The Impact of continuous Glucose Monitor Positioning on Readings

by Doug Stewart

The launch of continuous glucose monitoring products, such as Supersapiens, for athletes arrived with much fanfare, with discussions around how it could be used to help inform fuelling strategies and avoid bonking in races and training.

However, researchers exploring their usage have often been less than positive. For example, a paper from 2022 stated that they would not recommend using one during exercise and found that accuracy decreased when carbohydrates were eaten prior to exercise.

A paper published this year explored the impact of their readings based on the position of the glucose monitor on the body. Traditionally, it has been recommended to place the monitor on the back of the upper arm around the triceps area. However, the current research explored the difference in readings from the triceps vs the vastus medialis (the muscle above the knee).
 
A small sample of 3 women and 6 men participated in the study, undergoing 4 different scenarios, each 30 minutes in length, after consuming 100g of glucose. The 4 settings were: resting control, a graded cycle test, electrically-simulated quadriceps contractions, and passive whole body heating.

A finger capillary sensor was used to assess glucose as a control and to evaluate the continuous glucose monitor for accuracy. It was found that the triceps positioned monitor was reporting values closer to those from the finger sensor, suggesting that this is a better position for the sensor to be placed. There was still a variation of up to 9% between glucose reads though.

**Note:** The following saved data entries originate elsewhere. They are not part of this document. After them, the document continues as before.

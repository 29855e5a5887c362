//! Repository layer for data access operations.
//!
//! One repository per table. Aggregate queries (counts, sums, group-by
//! tallies) live next to the row queries of the table they read.

mod customer_repo;
mod invoice_repo;
mod job_repo;
mod lead_repo;
mod membership_repo;
mod technician_repo;
mod user_repo;

pub use customer_repo::{CustomerCounts, CustomerRepository};
pub use invoice_repo::InvoiceRepository;
pub use job_repo::{InstallTotals, JobDetails, JobRepository, TechnicianCompleted};
pub use lead_repo::LeadRepository;
pub use membership_repo::MembershipRepository;
pub use technician_repo::TechnicianRepository;
pub use user_repo::UserRepository;

use bigdecimal::BigDecimal;

use crate::db::AsyncDbPool;

/// `SUM` over no rows is SQL NULL; money totals report it as zero.
pub(crate) fn sum_or_zero(total: Option<BigDecimal>) -> BigDecimal {
    total.unwrap_or_default()
}

/// Aggregates all repositories for convenient access.
///
/// Since `AsyncDbPool` uses `Arc` internally, cloning is cheap.
#[derive(Clone)]
pub struct Repositories {
    pub users: UserRepository,
    pub customers: CustomerRepository,
    pub technicians: TechnicianRepository,
    pub jobs: JobRepository,
    pub leads: LeadRepository,
    pub invoices: InvoiceRepository,
    pub memberships: MembershipRepository,
}

impl Repositories {
    pub fn new(pool: AsyncDbPool) -> Self {
        Self {
            users: UserRepository::new(pool.clone()),
            customers: CustomerRepository::new(pool.clone()),
            technicians: TechnicianRepository::new(pool.clone()),
            jobs: JobRepository::new(pool.clone()),
            leads: LeadRepository::new(pool.clone()),
            invoices: InvoiceRepository::new(pool.clone()),
            memberships: MembershipRepository::new(pool),
        }
    }
}

#[cfg(test)]
mod tests {
    use super::*;
    use std::str::FromStr;

    #[test]
    fn test_sum_over_no_rows_is_zero() {
        let zero = sum_or_zero(None);
        assert_eq!(zero, BigDecimal::from(0));
        assert_eq!(crate::views::format::money(&zero), 0.0);
    }

    #[test]
    fn test_sum_keeps_value() {
        let total = BigDecimal::from_str("1249.50").unwrap();
        assert_eq!(sum_or_zero(Some(total.clone())), total);
    }
}
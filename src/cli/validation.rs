//! Value parsers for command line arguments.

use std::fs;
use std::net::Ipv4Addr;
use std::path::PathBuf;

pub fn validate_port(port_str: &str) -> Result<u16, String> {
    let port: u16 = port_str.parse().map_err(|_| {
        format!(
            "Port must be a valid number between 1 and 65535, got: '{}'",
            port_str
        )
    })?;

    if port == 0 {
        return Err("Port must be between 1 and 65535. Port 0 is not allowed.".to_string());
    }

    Ok(port)
}

/// The file must exist, be a regular file and be readable.
pub fn validate_config_file_path(path_str: &str) -> Result<PathBuf, String> {
    let path = PathBuf::from(path_str);

    if !path.exists() {
        return Err(format!("Configuration file does not exist: '{}'", path_str));
    }
    if !path.is_file() {
        return Err(format!("Configuration path is not a file: '{}'", path_str));
    }

    fs::File::open(&path)
        .map(|_| path)
        .map_err(|e| format!("Cannot read configuration file '{}': {}", path_str, e))
}

pub fn validate_rollback_steps(steps_str: &str) -> Result<u32, String> {
    let steps: u32 = steps_str.parse().map_err(|_| {
        format!(
            "Rollback steps must be a valid positive number, got: '{}'",
            steps_str
        )
    })?;

    match steps {
        0 => Err("Rollback steps must be greater than 0".to_string()),
        s if s > 100 => Err("Rollback steps cannot exceed 100".to_string()),
        s => Ok(s),
    }
}

/// Accepts hostnames and dotted IPv4 addresses. All-digit input must parse
/// as IPv4.
pub fn validate_host_address(host_str: &str) -> Result<String, String> {
    let host = host_str.trim();

    if host.is_empty() {
        return Err("Host address cannot be empty".to_string());
    }
    if host.contains(' ') {
        return Err("Host address cannot contain spaces".to_string());
    }
    if host.len() > 253 {
        return Err("Host address is too long (maximum 253 characters)".to_string());
    }

    if host.chars().all(|c| c.is_ascii_digit() || c == '.') && host.parse::<Ipv4Addr>().is_err()
    {
        return Err(format!("Invalid IPv4 address format: '{}'", host_str));
    }

    Ok(host.to_string())
}

#[cfg(test)]
mod tests {
    use super::*;
    use proptest::prelude::*;

    #[test]
    fn test_port_validation_invalid_ports() {
        for port_str in ["0", "65536", "abc", "-1", ""] {
            assert!(validate_port(port_str).is_err(), "Port {} should be invalid", port_str);
        }
    }

    #[test]
    fn test_host_validation() {
        for host in ["localhost", "127.0.0.1", "0.0.0.0", "10.0.0.1", "hvac.local"] {
            assert!(validate_host_address(host).is_ok(), "Host {} should be valid", host);
        }
        let long = "x".repeat(300);
        for host in ["", "   ", "host with spaces", "999.999.999.999", "1.2.3", long.as_str()] {
            assert!(validate_host_address(host).is_err(), "Host '{}' should be invalid", host);
        }
    }

    #[test]
    fn test_rollback_steps_bounds() {
        assert_eq!(validate_rollback_steps("1"), Ok(1));
        assert_eq!(validate_rollback_steps("100"), Ok(100));
        for steps in ["0", "101", "-1", "abc"] {
            assert!(validate_rollback_steps(steps).is_err());
        }
    }

    #[test]
    fn test_config_file_must_be_a_file() {
        let dir = tempfile::TempDir::new().unwrap();
        let dir_path = dir.path().to_string_lossy().to_string();
        assert!(validate_config_file_path(&dir_path).is_err());

        let file = dir.path().join("hvacdesk.toml");
        std::fs::write(&file, "").unwrap();
        assert!(validate_config_file_path(&file.to_string_lossy()).is_ok());
    }

    proptest! {
        #[test]
        fn prop_nonzero_ports_accepted(port in 1u16..=65535) {
            prop_assert_eq!(validate_port(&port.to_string()), Ok(port));
        }
    }
}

However, when exercising, the continuous glucose monitors varied even more than the finger sensors. Given that their primary purpose is to monitor glucose levels when exercising, this is not a great endorsement. Moreover, there was changing variance in the monitor reading, depending on whether the athletes were resting or exercising. For example, when at rest, the leg monitor recorded lower glucose than the arm positioned monitor, but when cycling it was only at maximal intensity that it showed a lower reading compared to the arm. There was no difference between monitors during the electrical quadricep stimulation, while the passive heating resulted in lower readings in the leg.

The authors conclude that positioning on the arm for rest may be best, but when exercising, or certainly cycling, placing a glucose monitor on a leg muscle may provide a greater level of insight on the muscle glucose levels. This is likely the result of the increased blood-flow to that muscle, rather than due to muscle contractions. But it is worth highlighting that, compared to the capillary sensor position on the finger, it was exercising that resulted in the largest variance from that control readings. So this supports the earlier paper around their potential limited application when exercising.

References:

Clavel, P., Tiollier, E., Leduc, C., Fabre, M., Lacome, M., & Buchheit, M. (2022). Concurrent validity of a continuous glucose-monitoring system at rest and during and following a high-intensity interval training session. International journal of sports physiology and performance, 17(4), 627-633.
 
Coates, A. M., Cohen, J. N., & Burr, J. F. (2023). Investigating sensor location on the effectiveness of continuous glucose monitoring during exercise in a non-diabetic population. European Journal of Sport Science, (just-accepted), 1-21.